- **Record extracts**:

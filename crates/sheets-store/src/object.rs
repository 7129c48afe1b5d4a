use serde::{Deserialize, Serialize};
use sheets_types::{ContentHasher, ObjectId};

use crate::error::{StoreError, StoreResult};

/// The kind of object stored.
#[derive(Clone, Copy, Debug, PartialEq, Eq, Hash, Serialize, Deserialize)]
pub enum ObjectKind {
    /// Raw content: a serialized record or an attachment.
    Blob,
    /// Directory listing: sorted entries mapping names to object ids.
    Tree,
    /// A tree snapshot with ancestry.
    Commit,
}

impl std::fmt::Display for ObjectKind {
    fn fmt(&self, f: &mut std::fmt::Formatter<'_>) -> std::fmt::Result {
        match self {
            Self::Blob => write!(f, "blob"),
            Self::Tree => write!(f, "tree"),
            Self::Commit => write!(f, "commit"),
        }
    }
}

/// A stored object: kind tag plus encoded bytes.
///
/// `StoredObject` is the unit of storage; the store keys it by
/// [`StoredObject::compute_id`] and never looks inside `data`.
#[derive(Clone, Debug, PartialEq, Eq)]
pub struct StoredObject {
    pub kind: ObjectKind,
    pub data: Vec<u8>,
}

impl StoredObject {
    pub fn new(kind: ObjectKind, data: Vec<u8>) -> Self {
        Self { kind, data }
    }

    /// Compute the content address with the hasher for this object's kind.
    pub fn compute_id(&self) -> ObjectId {
        let hasher = match self.kind {
            ObjectKind::Blob => &ContentHasher::BLOB,
            ObjectKind::Tree => &ContentHasher::TREE,
            ObjectKind::Commit => &ContentHasher::COMMIT,
        };
        hasher.hash(&self.data)
    }

    pub fn size(&self) -> u64 {
        self.data.len() as u64
    }

    fn expect_kind(&self, kind: ObjectKind) -> StoreResult<()> {
        if self.kind != kind {
            return Err(StoreError::CorruptObject {
                id: self.compute_id(),
                reason: format!("expected {kind}, got {}", self.kind),
            });
        }
        Ok(())
    }
}

// ---------------------------------------------------------------------------
// Blob
// ---------------------------------------------------------------------------

/// Raw content object (analogous to a git blob).
#[derive(Clone, Debug, PartialEq, Eq)]
pub struct Blob {
    pub data: Vec<u8>,
}

impl Blob {
    pub fn new(data: impl Into<Vec<u8>>) -> Self {
        Self { data: data.into() }
    }

    pub fn to_stored_object(&self) -> StoredObject {
        StoredObject::new(ObjectKind::Blob, self.data.clone())
    }

    pub fn from_stored_object(obj: StoredObject) -> StoreResult<Self> {
        obj.expect_kind(ObjectKind::Blob)?;
        Ok(Self { data: obj.data })
    }
}

// ---------------------------------------------------------------------------
// Tree
// ---------------------------------------------------------------------------

/// File mode of a tree entry.
#[derive(Clone, Copy, Debug, PartialEq, Eq, Hash, Serialize, Deserialize)]
pub enum EntryMode {
    /// Normal file (0o100644).
    Regular,
    /// Executable file (0o100755).
    Executable,
    /// Subtree (0o040000).
    Directory,
}

impl EntryMode {
    pub fn mode_bits(&self) -> u32 {
        match self {
            Self::Regular => 0o100644,
            Self::Executable => 0o100755,
            Self::Directory => 0o040000,
        }
    }

    pub fn from_mode_bits(bits: u32) -> Option<Self> {
        match bits {
            0o100644 => Some(Self::Regular),
            0o100755 => Some(Self::Executable),
            0o040000 => Some(Self::Directory),
            _ => None,
        }
    }

    pub fn is_tree(&self) -> bool {
        matches!(self, Self::Directory)
    }
}

impl std::fmt::Display for EntryMode {
    fn fmt(&self, f: &mut std::fmt::Formatter<'_>) -> std::fmt::Result {
        write!(f, "{:06o}", self.mode_bits())
    }
}

/// A single named entry in a tree object.
#[derive(Clone, Debug, PartialEq, Eq, Serialize, Deserialize)]
pub struct TreeEntry {
    pub mode: EntryMode,
    pub name: String,
    pub object_id: ObjectId,
}

impl TreeEntry {
    pub fn new(mode: EntryMode, name: impl Into<String>, object_id: ObjectId) -> Self {
        Self {
            mode,
            name: name.into(),
            object_id,
        }
    }
}

impl PartialOrd for TreeEntry {
    fn partial_cmp(&self, other: &Self) -> Option<std::cmp::Ordering> {
        Some(self.cmp(other))
    }
}

impl Ord for TreeEntry {
    fn cmp(&self, other: &Self) -> std::cmp::Ordering {
        self.name.cmp(&other.name)
    }
}

/// Directory listing object (analogous to a git tree).
#[derive(Clone, Debug, Default, PartialEq, Eq, Serialize, Deserialize)]
pub struct Tree {
    pub entries: Vec<TreeEntry>,
}

impl Tree {
    /// Entries are sorted by name so equal listings hash equally.
    pub fn new(mut entries: Vec<TreeEntry>) -> Self {
        entries.sort();
        Self { entries }
    }

    pub fn empty() -> Self {
        Self::default()
    }

    /// Address of the empty tree. Stable for the lifetime of the encoding.
    pub fn empty_id() -> ObjectId {
        // The empty listing always encodes; fall back to hashing the literal.
        match Self::empty().to_stored_object() {
            Ok(obj) => obj.compute_id(),
            Err(_) => ContentHasher::TREE.hash(br#"{"entries":[]}"#),
        }
    }

    pub fn to_stored_object(&self) -> StoreResult<StoredObject> {
        let data =
            serde_json::to_vec(self).map_err(|e| StoreError::Serialization(e.to_string()))?;
        Ok(StoredObject::new(ObjectKind::Tree, data))
    }

    pub fn from_stored_object(obj: &StoredObject) -> StoreResult<Self> {
        obj.expect_kind(ObjectKind::Tree)?;
        serde_json::from_slice(&obj.data).map_err(|e| StoreError::Serialization(e.to_string()))
    }

    pub fn get(&self, name: &str) -> Option<&TreeEntry> {
        self.entries.iter().find(|e| e.name == name)
    }

    pub fn len(&self) -> usize {
        self.entries.len()
    }

    pub fn is_empty(&self) -> bool {
        self.entries.is_empty()
    }
}

// ---------------------------------------------------------------------------
// Commit
// ---------------------------------------------------------------------------

/// A snapshot of a root tree with its ancestry.
#[derive(Clone, Debug, PartialEq, Eq, Serialize, Deserialize)]
pub struct Commit {
    pub tree: ObjectId,
    pub parents: Vec<ObjectId>,
    pub message: String,
    /// Seconds since the Unix epoch.
    pub timestamp: i64,
}

impl Commit {
    pub fn to_stored_object(&self) -> StoreResult<StoredObject> {
        let data =
            serde_json::to_vec(self).map_err(|e| StoreError::Serialization(e.to_string()))?;
        Ok(StoredObject::new(ObjectKind::Commit, data))
    }

    pub fn from_stored_object(obj: &StoredObject) -> StoreResult<Self> {
        obj.expect_kind(ObjectKind::Commit)?;
        serde_json::from_slice(&obj.data).map_err(|e| StoreError::Serialization(e.to_string()))
    }
}
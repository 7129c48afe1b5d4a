//! Path globbing for diff restriction.
//!
//! Patterns use `glob` syntax, where `*` also crosses `/`. A pattern without
//! `/` is matched against the file name only, so `*.toml` selects record
//! files at any depth.

use glob::Pattern;

use crate::error::{RepoError, RepoResult};

/// A compiled path pattern.
#[derive(Clone, Debug, PartialEq)]
pub struct PathGlob {
    pattern: Pattern,
    file_name_only: bool,
}

impl PathGlob {
    pub fn new(pattern: &str) -> RepoResult<Self> {
        let compiled = Pattern::new(pattern).map_err(|e| RepoError::InvalidPattern {
            pattern: pattern.to_string(),
            reason: e.to_string(),
        })?;
        Ok(Self {
            pattern: compiled,
            file_name_only: !pattern.contains('/'),
        })
    }

    pub fn as_str(&self) -> &str {
        self.pattern.as_str()
    }

    /// Returns `true` if `path` matches.
    pub fn matches(&self, path: &str) -> bool {
        let subject = if self.file_name_only {
            path.rsplit('/').next().unwrap_or(path)
        } else {
            path
        };
        self.pattern.matches(subject)
    }
}
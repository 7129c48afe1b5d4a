//! Sheets of records stored as files in a content-addressed tree.
//!
//! A [`Sheet`] maps every record to a path through its configured template,
//! stores it as a canonical TOML blob in a staging [`MutableTree`] and reads
//! it back through template-guided queries. [`GitSheets`] adds the
//! repository-level workflow on top: checking out workspaces, importing
//! and exporting whole sheets, committing to branches, comparing two refs
//! record by record and merging a proposal branch.
//!
//! # Modules
//!
//! - [`config`] -- [`SheetConfig`], field declarations and [`OpenOptions`]
//! - [`normalize`] -- defaults, coercion, enums and array sorting
//! - [`sort`] -- comparators for declared array sort orders
//! - [`query`] -- [`Query`] filters and loose equality
//! - [`sheet`] -- [`Sheet`]: upsert, query, delete, attachments, diff
//! - [`diff`] -- raw diff parsing and [`DiffEntry`]
//! - [`patch`] -- JSON patches between two records
//! - [`gitsheets`] -- [`GitSheets`]: import, export, compare, merge
//!
//! [`MutableTree`]: sheets_store::MutableTree

pub mod cache;
pub mod config;
pub mod diff;
pub mod error;
pub mod gitsheets;
pub mod normalize;
pub mod patch;
pub mod query;
pub mod queue;
pub mod sheet;
pub mod sort;


pub use config::{FieldSpec, FieldType, OpenOptions, SheetConfig, SortSpec, CONFIG_DIR};
pub use diff::{DiffEntry, DiffOptions, DiffStatus};
pub use error::{SheetError, SheetResult};
pub use gitsheets::{has_sheet, GitSheets, ImportOutcome, ImportRequest};
pub use normalize::normalize;
pub use patch::{diff_records, PatchKind, PatchOp};
pub use query::{Criterion, Query};
pub use sheet::{PendingRecord, QueriedRecord, RecordStream, Sheet, UpsertResult};

// Re-export the types callers need to drive a sheet.
pub use sheets_codec::{Record, Value};
pub use sheets_repo::{ObjectDatabase, Repository};
pub use sheets_store::{BlobRef, MutableTree};
pub use sheets_types::ObjectId;
#[cfg(test)]
mod tests {
    use super::*;
    use crate::config::{FieldSpec, FieldType};
    use crate::diff::DiffStatus;
    use crate::patch::PatchKind;
    use sheets_repo::Repository;

    fn record(text: &str) -> Record {
        toml::from_str(text).unwrap()
    }

    async fn sheet_with(config: SheetConfig) -> (Arc<Repository>, Sheet) {
        let repo = Arc::new(Repository::in_memory());
        let workspace = repo.create_tree();
        let options = OpenOptions::default();
        workspace
            .write_child(
                &options.config_path("people"),
                config.to_toml().unwrap().into_bytes(),
            )
            .unwrap();
        let sheet = Sheet::new(repo.clone(), workspace, "people", options);
        (repo, sheet)
    }

    async fn paths(sheet: &Sheet, query: Query) -> Vec<String> {
        let mut found: Vec<_> = sheet
            .query_all(query)
            .await
            .unwrap()
            .into_iter()
            .map(|q| q.path)
            .collect();
        found.sort();
        found
    }

    #[tokio::test]
    async fn missing_config_is_config_error() {
        let repo = Arc::new(Repository::in_memory());
        let sheet = Sheet::new(repo.clone(), repo.create_tree(), "ghost", OpenOptions::default());
        assert!(matches!(sheet.config().await, Err(SheetError::Config(_))));
        assert!(matches!(
            sheet.upsert(record(r#"id = "1""#)).await,
            Err(SheetError::Config(_))
        ));
    }

    #[tokio::test]
    async fn upsert_then_query() {
        let (_, sheet) = sheet_with(SheetConfig::new("{{id}}")).await;
        sheet.upsert(record(r#"id = "1"
name = "Ada""#)).await.unwrap();
        let result = sheet.upsert(record(r#"id = "2"
name = "Grace""#)).await.unwrap();
        assert_eq!(result.path, "2");
        sheet.finish_writing().await;

        assert_eq!(paths(&sheet, Query::all()).await, ["1", "2"]);
        let grace = sheet
            .query_first(Query::all().equals("id", "2"))
            .await
            .unwrap()
            .unwrap();
        assert_eq!(grace.record, record(r#"id = "2"
name = "Grace""#));
        assert_eq!(grace.sheet, "people");
        assert!(sheet
            .query_first(Query::all().equals("name", "Nobody"))
            .await
            .unwrap()
            .is_none());
    }

    #[tokio::test]
    async fn query_checks_fields_outside_the_path() {
        let (_, sheet) = sheet_with(SheetConfig::new("${{ team }}/${{ id }}")).await;
        for (team, id, lang) in [("a", "1", "rust"), ("a", "2", "go"), ("b", "3", "rust")] {
            let mut r = Record::new();
            r.insert("team".into(), team.into());
            r.insert("id".into(), id.into());
            r.insert("lang".into(), lang.into());
            sheet.upsert(r).await.unwrap();
        }
        assert_eq!(
            paths(&sheet, Query::all().equals("lang", "rust")).await,
            ["a/1", "b/3"]
        );
        assert_eq!(
            paths(&sheet, Query::all().equals("team", "a").equals("lang", "rust")).await,
            ["a/1"]
        );
        let ids = Query::all().predicate("id", |v| v.and_then(|v| v.as_str()) != Some("1"));
        assert_eq!(paths(&sheet, ids).await, ["a/2", "b/3"]);
    }

    #[tokio::test]
    async fn query_of_empty_sheet_is_empty() {
        let config = SheetConfig::new("${{ id }}").with_root("people");
        let (_, sheet) = sheet_with(config).await;
        assert!(sheet.query_all(Query::all()).await.unwrap().is_empty());
    }

    #[tokio::test]
    async fn query_for_unstorable_value_is_empty() {
        let (_, sheet) = sheet_with(SheetConfig::new("${{ id }}")).await;
        sheet.upsert(record(r#"id = "1""#)).await.unwrap();
        let found = sheet
            .query_all(Query::all().equals("id", "a/b"))
            .await
            .unwrap();
        assert!(found.is_empty());
    }

    #[tokio::test]
    async fn upsert_is_idempotent() {
        let (_, sheet) = sheet_with(SheetConfig::new("${{ id }}")).await;
        let first = sheet
            .upsert(record(r#"id = "1"
tags = ["b", "a"]"#))
            .await
            .unwrap();
        let stored = sheet.query_all(Query::all()).await.unwrap();
        let again = sheet.upsert(stored[0].clone()).await.unwrap();
        assert_eq!(first, again);
    }

    #[tokio::test]
    async fn upsert_normalizes_declared_fields() {
        let config = SheetConfig::new("${{ id }}")
            .with_field("age", FieldSpec::typed(FieldType::Number));
        let (_, sheet) = sheet_with(config).await;
        sheet
            .upsert(record(r#"id = "1"
age = "36""#))
            .await
            .unwrap();
        let stored = sheet.query_first(Query::all()).await.unwrap().unwrap();
        assert_eq!(stored.record["age"].as_integer(), Some(36));

        let err = sheet
            .upsert(record(r#"id = "2"
age = "old""#))
            .await
            .unwrap_err();
        assert!(matches!(err, SheetError::Validation { ref field, .. } if field == "age"));
    }

    #[tokio::test]
    async fn unrenderable_record_is_rejected() {
        let (_, sheet) = sheet_with(SheetConfig::new("${{ id }}")).await;
        let err = sheet.upsert(record(r#"name = "No Id""#)).await.unwrap_err();
        assert!(matches!(err, SheetError::Unrenderable(_)));
    }

    #[tokio::test]
    async fn changed_key_moves_record_and_attachments() {
        let (repo, sheet) = sheet_with(SheetConfig::new("${{ slug }}")).await;
        let old = record(r#"slug = "draft"
title = "Hello""#);
        sheet.upsert(old.clone()).await.unwrap();
        let photo = repo.write_blob(b"jpeg").await.unwrap();
        sheet.set_attachment(&old, "photo.jpg", photo).await.unwrap();

        let mut renamed = sheet.query_first(Query::all()).await.unwrap().unwrap();
        renamed
            .record
            .insert("slug".into(), "final".into());
        let result = sheet.upsert(renamed).await.unwrap();
        assert_eq!(result.path, "final");

        assert_eq!(paths(&sheet, Query::all()).await, ["final"]);
        let moved = record(r#"slug = "final"
title = "Hello""#);
        assert_eq!(
            sheet.read_attachment(&moved, "photo.jpg").await.unwrap(),
            Some(b"jpeg".to_vec())
        );
        assert!(sheet.get_attachments(&old).await.unwrap().is_empty());
    }

    #[tokio::test]
    async fn attachments_live_beside_records_and_are_not_records() {
        let (repo, sheet) = sheet_with(SheetConfig::new("${{ id }}")).await;
        let ada = record(r#"id = "1"
name = "Ada""#);
        sheet.upsert(ada.clone()).await.unwrap();
        let notes = repo.write_blob(b"notes").await.unwrap();
        let meta = repo.write_blob(b"x = 1").await.unwrap();
        sheet
            .set_attachments(
                &ada,
                [
                    ("notes.txt".to_string(), notes),
                    ("extra/meta.toml".to_string(), meta),
                ],
            )
            .await
            .unwrap();

        let names: Vec<_> = sheet.get_attachments(&ada).await.unwrap().into_keys().collect();
        assert_eq!(names, ["extra/meta.toml", "notes.txt"]);
        assert_eq!(sheet.get_attachment(&ada, "notes.txt").await.unwrap(), Some(notes));
        assert_eq!(paths(&sheet, Query::all()).await, ["1"]);
        assert!(sheet.set_attachment(&ada, "../escape", notes).await.is_err());
    }

    #[tokio::test]
    async fn delete_removes_record_and_attachments() {
        let (repo, sheet) = sheet_with(SheetConfig::new("${{ id }}")).await;
        let ada = record(r#"id = "1""#);
        sheet.upsert(ada.clone()).await.unwrap();
        sheet.upsert(record(r#"id = "2""#)).await.unwrap();
        let notes = repo.write_blob(b"notes").await.unwrap();
        sheet.set_attachment(&ada, "notes.txt", notes).await.unwrap();

        assert!(sheet.delete(&ada).await.unwrap());
        assert!(!sheet.delete(&ada).await.unwrap());
        assert!(sheet.get_attachments(&ada).await.unwrap().is_empty());
        assert!(sheet.delete_path("2").await.unwrap());
        assert!(paths(&sheet, Query::all()).await.is_empty());
    }

    #[tokio::test]
    async fn clear_keeps_configs() {
        let (_, sheet) = sheet_with(SheetConfig::new("${{ id }}")).await;
        sheet.upsert(record(r#"id = "1""#)).await.unwrap();
        sheet.clear().await.unwrap();
        assert!(paths(&sheet, Query::all()).await.is_empty());

        let reopened = Sheet::new(
            sheet.inner.db.clone(),
            sheet.workspace().clone(),
            "people",
            OpenOptions::default(),
        );
        assert!(reopened.config().await.is_ok());
    }

    #[tokio::test]
    async fn normalize_all_rewrites_every_record() {
        let (_, sheet) = sheet_with(SheetConfig::new("${{ id }}")).await;
        sheet.upsert(record(r#"id = "1""#)).await.unwrap();
        sheet.upsert(record(r#"id = "2""#)).await.unwrap();
        assert_eq!(sheet.normalize_all().await.unwrap(), 2);
        assert_eq!(paths(&sheet, Query::all()).await, ["1", "2"]);
    }

    #[tokio::test]
    async fn diff_against_nothing_adds_every_record() {
        let (_, sheet) = sheet_with(SheetConfig::new("${{ id }}").with_root("people")).await;
        sheet.upsert(record(r#"id = "1""#)).await.unwrap();
        sheet.upsert(record(r#"id = "2""#)).await.unwrap();

        let diffs = sheet.diff_from(None, DiffOptions::full()).await.unwrap();
        assert_eq!(diffs.len(), 2);
        assert!(diffs.iter().all(|d| d.status == DiffStatus::Added));
        assert!(diffs.iter().all(|d| d.dst.is_some() && d.patch.is_none()));
        assert_eq!(diffs[0].path, "1");
    }

    #[tokio::test]
    async fn diff_against_saved_state() {
        let (repo, sheet) = sheet_with(SheetConfig::new("${{ id }}")).await;
        sheet
            .upsert(record(r#"id = "1"
name = "Hopper""#))
            .await
            .unwrap();
        let tree = repo.write_tree(sheet.workspace()).await.unwrap();
        let base = repo.commit_tree(&tree, &[], "base").await.unwrap();
        repo.update_ref("master", base, None).await.unwrap();

        assert!(sheet
            .diff_from(Some("master"), DiffOptions::full())
            .await
            .unwrap()
            .is_empty());

        sheet
            .upsert(record(r#"id = "1"
name = "Hopper-Suffix""#))
            .await
            .unwrap();
        let diffs = sheet
            .diff_from(Some("master"), DiffOptions::default())
            .await
            .unwrap();
        assert_eq!(diffs.len(), 1);
        assert_eq!(diffs[0].status, DiffStatus::Modified);
        assert!(diffs[0].src.is_none() && diffs[0].patch.is_none());

        let full = sheet.diff_from(Some("master"), DiffOptions::full()).await.unwrap();
        let patch = full[0].patch.as_ref().unwrap();
        assert_eq!(patch.len(), 1);
        assert_eq!(patch[0].op, PatchKind::Replace);
        assert_eq!(patch[0].path, "/name");

        assert!(matches!(
            sheet.diff_from(Some("nowhere"), DiffOptions::default()).await,
            Err(SheetError::InvalidRef(_))
        ));
    }
}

- **Work to be completed**: Count each line of the material that includes "collect", and reply with only the count.

- **Answer section**: 2